奥山俊宏『秘密解除:ロッキード事件』を読む

 昔、マッカーサーが更迭されて帰国したとき、日本国民は彼との別れを惜しみ、日本政府は彼に「終身国賓待遇の贈呈」や「マッカーサー記念館」建設計画も浮上したのだが、彼のアメリカ議会証言での「現代文明を基準とするならば、我ら(アングロサクソン)が45歳の年齢に達しているのと比較して日本人は12歳の少年のようなものです」との発言が伝えられると、急激に彼の人気は落ち込み、60万円の宣伝費をかけて集まった募金はわずか84,000円と惨憺たるありさまだった。1年後には募金どころか借金が300万円まで膨らみ、計画はすべて立ち消えになった(ウィキペディアによる)。

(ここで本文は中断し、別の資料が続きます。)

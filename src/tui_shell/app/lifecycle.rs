use super::*;

impl App {
    pub(in crate::tui_shell) fn load(
        opts: crate::tui::TuiRunOptions,
        wake: Option<Arc<Notify>>,
        terminal_rows: u16,
    ) -> Self {
        let nav = match opts.initial_profile {
            Some(profile) => Navigator::with_profile(profile),
            None => Navigator::new(),
        };
        let ctx = ScreenContext {
            provider: opts.provider,
            settings: opts.settings,
            profiles: opts.profiles,
            wake,
            viewport_height: viewport_height(terminal_rows),
        };
        let mut screen = screens::build(nav.current(), nav.profile(), &ctx);
        screen.sync(Instant::now());
        tracing::info!(
            profiles = ctx.profiles.len(),
            profile = nav.profile().map(|p| p.name.as_str()),
            "shell started"
        );
        App {
            nav,
            screen,
            ctx,
            quit: false,
        }
    }
}
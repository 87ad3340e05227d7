use std::fs;
use std::io;
use std::path::{Path, PathBuf};
use std::time::Duration;

use anyhow::{Context, Result};
use serde::{Deserialize, Serialize};

/// User settings read from `config.json`. Every field is optional in the file.
#[derive(Clone, Debug, PartialEq, Eq, Serialize, Deserialize)]
#[serde(default)]
pub struct Settings {
    pub debounce_ms: u64,
    pub log_group_cap: usize,
    pub log_stream_limit: usize,
    pub log_event_limit: usize,
    pub aws_bin: String,
    pub command_timeout_secs: u64,
    pub tick_ms: u64,
}

impl Default for Settings {
    fn default() -> Self {
        Self {
            debounce_ms: 400,
            log_group_cap: 50,
            log_stream_limit: 50,
            log_event_limit: 200,
            aws_bin: "aws".to_string(),
            command_timeout_secs: 30,
            tick_ms: 50,
        }
    }
}

impl Settings {
    pub fn debounce(&self) -> Duration {
        Duration::from_millis(self.debounce_ms)
    }

    pub fn command_timeout(&self) -> Duration {
        Duration::from_secs(self.command_timeout_secs.max(1))
    }

    pub fn tick(&self) -> Duration {
        Duration::from_millis(self.tick_ms.clamp(10, 1000))
    }

    /// Reads `path`. A missing file yields the defaults; a malformed one is an
    /// error.
    pub fn load(path: &Path) -> Result<Self> {
        let bytes = match fs::read(path) {
            Ok(bytes) => bytes,
            Err(err) if err.kind() == io::ErrorKind::NotFound => {
                tracing::debug!(path = %path.display(), "no config file, using defaults");
                return Ok(Self::default());
            }
            Err(err) => return Err(err).with_context(|| format!("read {}", path.display())),
        };
        let settings: Settings = serde_json::from_slice(&bytes)
            .with_context(|| format!("parse {}", path.display()))?;
        settings.validate()?;
        Ok(settings)
    }

    fn validate(&self) -> Result<()> {
        if self.aws_bin.trim().is_empty() {
            anyhow::bail!("aws_bin must not be empty");
        }
        if self.log_group_cap == 0 {
            anyhow::bail!("log_group_cap must be at least 1");
        }
        Ok(())
    }
}

/// `<config dir>/awstui/config.json`, when the platform has a config dir.
pub fn default_path() -> Option<PathBuf> {
    dirs::config_dir().map(|dir| dir.join("awstui").join("config.json"))
}

/// Command-line values that take precedence over the file.
#[derive(Clone, Debug, Default)]
pub struct Overrides {
    pub aws_bin: Option<String>,
    pub debounce_ms: Option<u64>,
}

impl Overrides {
    pub fn apply(self, mut settings: Settings) -> Settings {
        if let Some(bin) = self.aws_bin {
            settings.aws_bin = bin;
        }
        if let Some(ms) = self.debounce_ms {
            settings.debounce_ms = ms;
        }
        settings
    }
}

#[cfg(test)]
#[path = "tests/config_tests.rs"]
mod tests;
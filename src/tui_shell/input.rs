use crossterm::event::{KeyCode, KeyEvent, KeyModifiers};

use crate::browser::Intent;

/// Map a key press onto what the screens understand. Keys with no meaning
/// anywhere map to `None`.
pub(super) fn intent_for(key: KeyEvent) -> Option<Intent> {
    if key.modifiers.contains(KeyModifiers::CONTROL) {
        return match key.code {
            KeyCode::Char('c') => Some(Intent::Quit),
            _ => None,
        };
    }
    let intent = match key.code {
        KeyCode::Up => Intent::Up,
        KeyCode::Down => Intent::Down,
        KeyCode::PageUp => Intent::PageUp,
        KeyCode::PageDown => Intent::PageDown,
        KeyCode::Home => Intent::Home,
        KeyCode::End => Intent::End,
        KeyCode::Enter => Intent::Confirm,
        KeyCode::Esc => Intent::Cancel,
        KeyCode::Backspace => Intent::Backspace,
        KeyCode::Left => Intent::Left,
        KeyCode::Right => Intent::Right,
        KeyCode::Char(c) => Intent::Char(c),
        _ => return None,
    };
    Some(intent)
}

 奥山俊宏『秘密解除』岩波書店、2016年、を読んでそれを思い出してしまった。副題に「田中角栄はなぜアメリカに嫌われたのか」とついているが、私的にはそれよりも重要と思われたのは以下だ。日本のマスコミや研究者には日本的な思考回路が固着していて、自ずと日本人が理解した受け取り方をしているわけだが、それは決して外国人、とりわけ今の場合だとアメリカ人の認識と一致しているわけではない。そのことを本書でいやというほど痛感させられたのである。

 本書の最大の見どころと功績は、解禁された米国公文書を丹念に繙いて、たとえば大統領との会話の中でのキッシンジャーの生の声を我々に伝えてくれたことである。その分わかり易い日本語になっていないわけだが(当然、日常語として反語や皮肉、諧謔的なジョークがふんだんに含まれる)、そこから透けて見えてくるものがある。それでなくとも外交の表舞台では美辞麗句が羅列されるのだが、彼らの本音はそこで明かされているわけではない。なのに日本側は言葉の表面だけ捉えているので、こりゃあかんわという感じになる。日本の首相に関する彼らの評価がいかに辛辣であったか、それを日本政府はもとよりマスメディアは正しく国民に伝えることができなかった、それを今回の読書で私は痛感することとなった。未だ十二歳なのだ。

 今も状況は依然としていささかも変わっていないはずだ。岸田さん、外遊でにやけてる場合ではないですよ。いやもう裸の王様状態かな。

 本書は今度、岩波現代文庫で再刊されるらしい。一読をお勧めする。